*Problem details*:
Which of the lines below include "providers"? Each one should be copied out.
Data records section start
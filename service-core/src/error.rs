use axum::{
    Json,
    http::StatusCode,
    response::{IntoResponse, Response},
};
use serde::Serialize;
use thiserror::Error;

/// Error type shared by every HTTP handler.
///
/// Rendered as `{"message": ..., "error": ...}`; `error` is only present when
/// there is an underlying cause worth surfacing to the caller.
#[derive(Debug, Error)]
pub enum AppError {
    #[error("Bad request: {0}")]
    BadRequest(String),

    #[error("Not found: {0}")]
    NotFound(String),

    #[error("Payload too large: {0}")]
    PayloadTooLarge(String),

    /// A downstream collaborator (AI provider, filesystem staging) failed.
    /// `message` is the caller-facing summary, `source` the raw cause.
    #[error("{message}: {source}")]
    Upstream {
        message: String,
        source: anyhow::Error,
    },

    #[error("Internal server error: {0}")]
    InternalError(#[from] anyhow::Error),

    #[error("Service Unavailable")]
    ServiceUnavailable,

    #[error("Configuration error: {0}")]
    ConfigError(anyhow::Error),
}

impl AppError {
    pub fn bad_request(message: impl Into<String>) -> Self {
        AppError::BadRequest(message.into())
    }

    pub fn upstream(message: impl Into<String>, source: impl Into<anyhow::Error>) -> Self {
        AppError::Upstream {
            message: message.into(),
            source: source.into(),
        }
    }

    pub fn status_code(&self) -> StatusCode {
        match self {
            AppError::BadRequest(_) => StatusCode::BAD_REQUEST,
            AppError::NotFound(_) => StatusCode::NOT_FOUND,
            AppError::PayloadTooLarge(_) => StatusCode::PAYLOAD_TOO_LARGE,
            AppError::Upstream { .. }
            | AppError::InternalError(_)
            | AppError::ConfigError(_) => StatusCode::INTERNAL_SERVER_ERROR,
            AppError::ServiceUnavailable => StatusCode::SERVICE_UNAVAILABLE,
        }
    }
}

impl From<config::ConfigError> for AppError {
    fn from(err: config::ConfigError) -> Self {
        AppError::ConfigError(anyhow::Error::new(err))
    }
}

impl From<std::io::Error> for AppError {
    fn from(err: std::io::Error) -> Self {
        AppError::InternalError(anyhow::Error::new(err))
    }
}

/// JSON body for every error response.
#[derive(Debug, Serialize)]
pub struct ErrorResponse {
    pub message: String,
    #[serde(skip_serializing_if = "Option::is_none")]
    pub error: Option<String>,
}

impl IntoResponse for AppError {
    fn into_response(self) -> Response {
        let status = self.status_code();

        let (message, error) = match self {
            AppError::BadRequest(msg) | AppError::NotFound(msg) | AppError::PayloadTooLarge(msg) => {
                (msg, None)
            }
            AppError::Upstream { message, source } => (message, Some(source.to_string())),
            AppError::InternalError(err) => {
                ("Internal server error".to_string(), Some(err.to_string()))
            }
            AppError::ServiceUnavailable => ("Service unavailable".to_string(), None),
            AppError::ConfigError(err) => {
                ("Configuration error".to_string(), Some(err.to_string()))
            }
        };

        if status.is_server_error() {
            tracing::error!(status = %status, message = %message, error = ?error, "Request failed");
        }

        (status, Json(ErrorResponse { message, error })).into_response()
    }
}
Data records section end
Data records section start
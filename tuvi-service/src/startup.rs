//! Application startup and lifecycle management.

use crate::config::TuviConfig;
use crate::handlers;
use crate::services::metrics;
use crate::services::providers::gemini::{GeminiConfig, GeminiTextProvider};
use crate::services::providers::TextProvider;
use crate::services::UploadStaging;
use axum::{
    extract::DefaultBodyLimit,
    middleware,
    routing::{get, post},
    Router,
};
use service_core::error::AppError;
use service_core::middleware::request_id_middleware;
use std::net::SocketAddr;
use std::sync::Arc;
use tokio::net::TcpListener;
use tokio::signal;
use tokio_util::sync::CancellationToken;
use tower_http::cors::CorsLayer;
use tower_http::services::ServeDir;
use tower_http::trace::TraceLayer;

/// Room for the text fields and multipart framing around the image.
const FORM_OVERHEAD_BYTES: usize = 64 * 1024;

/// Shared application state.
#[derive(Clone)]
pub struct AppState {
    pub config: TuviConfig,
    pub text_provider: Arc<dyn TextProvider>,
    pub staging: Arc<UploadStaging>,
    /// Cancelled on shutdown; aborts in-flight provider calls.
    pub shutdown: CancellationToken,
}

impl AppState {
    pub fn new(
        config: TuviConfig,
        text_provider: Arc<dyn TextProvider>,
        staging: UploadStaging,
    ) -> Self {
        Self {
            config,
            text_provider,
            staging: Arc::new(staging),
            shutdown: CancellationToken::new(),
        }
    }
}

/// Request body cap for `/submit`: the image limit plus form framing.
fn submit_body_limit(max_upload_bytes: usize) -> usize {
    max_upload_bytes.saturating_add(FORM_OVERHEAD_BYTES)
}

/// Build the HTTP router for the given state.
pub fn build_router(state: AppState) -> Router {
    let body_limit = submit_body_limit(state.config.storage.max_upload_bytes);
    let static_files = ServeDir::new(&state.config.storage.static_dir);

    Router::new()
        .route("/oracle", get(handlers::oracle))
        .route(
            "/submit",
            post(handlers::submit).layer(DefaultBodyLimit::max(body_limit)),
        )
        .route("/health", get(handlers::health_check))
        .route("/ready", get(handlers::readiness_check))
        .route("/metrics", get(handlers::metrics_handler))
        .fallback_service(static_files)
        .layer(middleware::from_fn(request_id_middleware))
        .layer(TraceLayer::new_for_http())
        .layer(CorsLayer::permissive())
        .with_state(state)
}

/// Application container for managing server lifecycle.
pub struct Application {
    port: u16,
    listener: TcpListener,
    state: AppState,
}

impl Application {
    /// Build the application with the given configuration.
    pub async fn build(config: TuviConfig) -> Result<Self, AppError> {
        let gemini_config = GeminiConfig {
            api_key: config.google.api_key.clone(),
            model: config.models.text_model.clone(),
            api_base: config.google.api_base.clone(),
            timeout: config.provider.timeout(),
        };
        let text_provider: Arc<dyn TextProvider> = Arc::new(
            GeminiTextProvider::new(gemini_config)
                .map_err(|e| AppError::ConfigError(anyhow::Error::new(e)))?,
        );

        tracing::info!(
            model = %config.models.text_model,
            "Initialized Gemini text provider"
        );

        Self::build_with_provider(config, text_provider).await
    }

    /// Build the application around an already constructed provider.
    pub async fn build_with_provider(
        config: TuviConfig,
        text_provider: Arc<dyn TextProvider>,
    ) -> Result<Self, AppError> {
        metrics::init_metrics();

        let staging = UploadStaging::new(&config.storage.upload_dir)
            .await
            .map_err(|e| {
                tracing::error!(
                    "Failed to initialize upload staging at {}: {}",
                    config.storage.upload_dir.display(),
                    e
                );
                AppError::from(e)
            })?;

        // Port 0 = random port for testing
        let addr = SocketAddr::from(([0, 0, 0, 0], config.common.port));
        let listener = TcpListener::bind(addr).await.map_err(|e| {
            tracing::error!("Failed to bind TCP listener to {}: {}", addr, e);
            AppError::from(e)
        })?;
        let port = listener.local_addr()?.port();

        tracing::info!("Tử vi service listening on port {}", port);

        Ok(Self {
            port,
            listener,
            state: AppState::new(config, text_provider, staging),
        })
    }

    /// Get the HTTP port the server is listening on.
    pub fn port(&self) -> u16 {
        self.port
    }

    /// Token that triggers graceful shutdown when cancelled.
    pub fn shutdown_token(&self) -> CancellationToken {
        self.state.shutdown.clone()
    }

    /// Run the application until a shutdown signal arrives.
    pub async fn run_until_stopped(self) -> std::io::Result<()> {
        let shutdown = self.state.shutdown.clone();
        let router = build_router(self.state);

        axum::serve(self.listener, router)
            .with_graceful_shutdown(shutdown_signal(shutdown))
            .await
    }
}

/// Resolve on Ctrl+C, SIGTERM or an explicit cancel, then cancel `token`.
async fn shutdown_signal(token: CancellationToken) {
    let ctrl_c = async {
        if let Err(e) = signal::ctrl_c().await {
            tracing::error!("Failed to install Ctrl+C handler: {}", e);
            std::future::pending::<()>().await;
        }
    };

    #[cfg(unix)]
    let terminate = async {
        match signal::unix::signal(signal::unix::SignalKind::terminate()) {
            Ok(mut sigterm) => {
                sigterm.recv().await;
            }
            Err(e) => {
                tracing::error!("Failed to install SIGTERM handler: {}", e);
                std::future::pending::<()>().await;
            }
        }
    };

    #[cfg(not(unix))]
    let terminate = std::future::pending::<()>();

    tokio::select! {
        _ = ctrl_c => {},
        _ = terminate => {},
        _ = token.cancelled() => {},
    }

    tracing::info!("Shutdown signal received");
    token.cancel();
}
Data records section end
Data records section start
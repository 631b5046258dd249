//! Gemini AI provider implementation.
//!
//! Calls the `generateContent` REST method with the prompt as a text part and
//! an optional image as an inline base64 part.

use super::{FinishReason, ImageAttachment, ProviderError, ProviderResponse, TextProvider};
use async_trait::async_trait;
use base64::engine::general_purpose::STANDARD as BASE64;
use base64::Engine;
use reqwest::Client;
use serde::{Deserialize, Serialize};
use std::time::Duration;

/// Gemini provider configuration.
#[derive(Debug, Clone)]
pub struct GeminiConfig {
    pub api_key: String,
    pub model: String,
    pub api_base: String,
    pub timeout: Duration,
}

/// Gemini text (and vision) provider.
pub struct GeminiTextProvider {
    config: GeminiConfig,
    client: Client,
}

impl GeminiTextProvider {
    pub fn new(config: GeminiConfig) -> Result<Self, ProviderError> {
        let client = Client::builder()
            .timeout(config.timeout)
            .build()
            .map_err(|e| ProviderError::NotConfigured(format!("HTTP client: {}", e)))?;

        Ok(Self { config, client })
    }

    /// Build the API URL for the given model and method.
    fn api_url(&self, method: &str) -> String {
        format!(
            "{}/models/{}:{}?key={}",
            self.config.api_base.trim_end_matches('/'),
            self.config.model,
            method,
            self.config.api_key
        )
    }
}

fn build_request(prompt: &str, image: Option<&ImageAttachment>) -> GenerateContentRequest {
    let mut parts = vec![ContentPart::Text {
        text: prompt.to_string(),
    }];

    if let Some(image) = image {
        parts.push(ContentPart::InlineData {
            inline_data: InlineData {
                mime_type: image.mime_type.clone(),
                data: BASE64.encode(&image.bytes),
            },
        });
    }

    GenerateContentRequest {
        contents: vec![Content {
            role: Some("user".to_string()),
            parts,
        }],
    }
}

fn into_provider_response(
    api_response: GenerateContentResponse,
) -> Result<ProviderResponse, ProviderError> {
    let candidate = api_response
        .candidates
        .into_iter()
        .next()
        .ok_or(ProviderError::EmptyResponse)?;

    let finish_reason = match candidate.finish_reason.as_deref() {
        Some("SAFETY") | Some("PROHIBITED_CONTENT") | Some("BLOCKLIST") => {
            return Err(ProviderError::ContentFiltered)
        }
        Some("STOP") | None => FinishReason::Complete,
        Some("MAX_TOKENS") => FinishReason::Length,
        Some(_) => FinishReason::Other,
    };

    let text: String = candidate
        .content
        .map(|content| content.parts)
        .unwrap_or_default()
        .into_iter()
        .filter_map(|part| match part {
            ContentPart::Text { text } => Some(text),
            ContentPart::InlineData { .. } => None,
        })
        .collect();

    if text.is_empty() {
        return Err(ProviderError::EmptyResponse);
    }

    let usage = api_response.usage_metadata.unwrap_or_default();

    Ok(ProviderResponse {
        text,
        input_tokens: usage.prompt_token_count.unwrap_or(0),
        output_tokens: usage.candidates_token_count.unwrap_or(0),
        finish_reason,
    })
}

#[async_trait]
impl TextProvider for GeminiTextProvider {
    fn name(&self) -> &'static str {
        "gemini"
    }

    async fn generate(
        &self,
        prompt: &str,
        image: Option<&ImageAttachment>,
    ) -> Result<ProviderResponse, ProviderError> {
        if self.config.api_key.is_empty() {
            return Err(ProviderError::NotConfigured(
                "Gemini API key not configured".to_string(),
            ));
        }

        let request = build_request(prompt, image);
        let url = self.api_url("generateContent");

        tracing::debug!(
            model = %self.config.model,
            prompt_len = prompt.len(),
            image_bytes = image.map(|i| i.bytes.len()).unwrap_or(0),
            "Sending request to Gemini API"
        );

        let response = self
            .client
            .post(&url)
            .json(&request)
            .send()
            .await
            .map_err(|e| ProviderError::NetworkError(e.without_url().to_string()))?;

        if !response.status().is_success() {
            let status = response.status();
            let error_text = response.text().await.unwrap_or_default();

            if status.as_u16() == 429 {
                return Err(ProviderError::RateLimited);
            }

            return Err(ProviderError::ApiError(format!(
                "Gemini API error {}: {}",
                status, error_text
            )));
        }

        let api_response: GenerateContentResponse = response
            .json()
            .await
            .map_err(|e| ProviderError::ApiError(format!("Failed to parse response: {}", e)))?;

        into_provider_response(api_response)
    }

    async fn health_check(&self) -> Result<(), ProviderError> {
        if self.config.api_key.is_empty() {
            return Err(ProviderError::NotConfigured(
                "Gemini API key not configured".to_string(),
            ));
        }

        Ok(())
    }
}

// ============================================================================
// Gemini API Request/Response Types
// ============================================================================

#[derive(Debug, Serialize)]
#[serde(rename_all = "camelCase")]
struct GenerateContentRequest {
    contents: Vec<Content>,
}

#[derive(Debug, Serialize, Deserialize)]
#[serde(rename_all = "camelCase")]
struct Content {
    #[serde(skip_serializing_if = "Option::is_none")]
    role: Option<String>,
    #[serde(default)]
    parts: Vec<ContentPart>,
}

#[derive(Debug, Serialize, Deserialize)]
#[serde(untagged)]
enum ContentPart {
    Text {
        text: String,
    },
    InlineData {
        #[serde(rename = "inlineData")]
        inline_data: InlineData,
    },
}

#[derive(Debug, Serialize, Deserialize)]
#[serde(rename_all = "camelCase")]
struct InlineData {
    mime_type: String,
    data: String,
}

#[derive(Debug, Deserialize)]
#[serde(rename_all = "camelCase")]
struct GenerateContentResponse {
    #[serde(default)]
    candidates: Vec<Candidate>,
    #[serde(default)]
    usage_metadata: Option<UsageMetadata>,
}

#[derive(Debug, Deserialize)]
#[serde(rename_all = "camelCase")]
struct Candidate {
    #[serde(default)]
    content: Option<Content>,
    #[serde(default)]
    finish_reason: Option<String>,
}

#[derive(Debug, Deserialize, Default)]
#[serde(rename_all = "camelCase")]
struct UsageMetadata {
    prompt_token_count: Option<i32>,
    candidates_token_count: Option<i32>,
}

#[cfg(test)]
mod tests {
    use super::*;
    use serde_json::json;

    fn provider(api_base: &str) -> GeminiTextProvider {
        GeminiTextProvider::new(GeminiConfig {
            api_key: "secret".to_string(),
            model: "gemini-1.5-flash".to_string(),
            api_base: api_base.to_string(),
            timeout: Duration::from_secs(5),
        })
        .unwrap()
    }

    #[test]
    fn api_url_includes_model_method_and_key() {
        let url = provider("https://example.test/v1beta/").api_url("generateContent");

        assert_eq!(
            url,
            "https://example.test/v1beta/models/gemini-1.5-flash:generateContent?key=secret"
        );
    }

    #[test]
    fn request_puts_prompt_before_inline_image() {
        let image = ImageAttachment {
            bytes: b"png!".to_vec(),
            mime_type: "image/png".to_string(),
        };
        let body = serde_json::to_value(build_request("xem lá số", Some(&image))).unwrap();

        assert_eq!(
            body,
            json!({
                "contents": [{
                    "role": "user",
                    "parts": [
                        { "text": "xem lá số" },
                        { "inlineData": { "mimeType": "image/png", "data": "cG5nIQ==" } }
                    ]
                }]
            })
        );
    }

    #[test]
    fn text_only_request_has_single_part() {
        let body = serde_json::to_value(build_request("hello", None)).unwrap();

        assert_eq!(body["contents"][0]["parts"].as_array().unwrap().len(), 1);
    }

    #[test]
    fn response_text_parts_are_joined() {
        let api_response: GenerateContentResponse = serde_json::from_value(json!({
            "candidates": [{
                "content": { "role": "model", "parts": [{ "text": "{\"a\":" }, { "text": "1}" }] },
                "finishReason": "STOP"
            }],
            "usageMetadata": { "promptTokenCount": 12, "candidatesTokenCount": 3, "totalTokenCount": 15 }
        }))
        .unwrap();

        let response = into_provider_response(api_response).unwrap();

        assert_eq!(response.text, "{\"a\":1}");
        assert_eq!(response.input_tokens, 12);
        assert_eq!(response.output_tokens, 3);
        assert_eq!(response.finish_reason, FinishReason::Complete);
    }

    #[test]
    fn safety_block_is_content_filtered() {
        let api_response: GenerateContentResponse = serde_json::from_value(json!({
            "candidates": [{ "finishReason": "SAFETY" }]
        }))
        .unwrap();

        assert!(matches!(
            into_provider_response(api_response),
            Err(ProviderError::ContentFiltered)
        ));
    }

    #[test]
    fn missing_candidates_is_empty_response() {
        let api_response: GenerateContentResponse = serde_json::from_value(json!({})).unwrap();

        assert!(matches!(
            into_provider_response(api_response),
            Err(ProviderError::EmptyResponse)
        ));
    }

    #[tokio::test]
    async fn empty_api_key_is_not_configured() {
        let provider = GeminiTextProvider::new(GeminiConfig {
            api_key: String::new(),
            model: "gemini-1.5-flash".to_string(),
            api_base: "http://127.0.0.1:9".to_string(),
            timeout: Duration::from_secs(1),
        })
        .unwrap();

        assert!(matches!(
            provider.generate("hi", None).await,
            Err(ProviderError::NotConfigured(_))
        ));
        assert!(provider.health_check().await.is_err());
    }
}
Data records section end
*Task solution*:
use crate::services::providers::gemini::{GeminiConfig, GeminiTextProvider};
use crate::services::providers::TextProvider;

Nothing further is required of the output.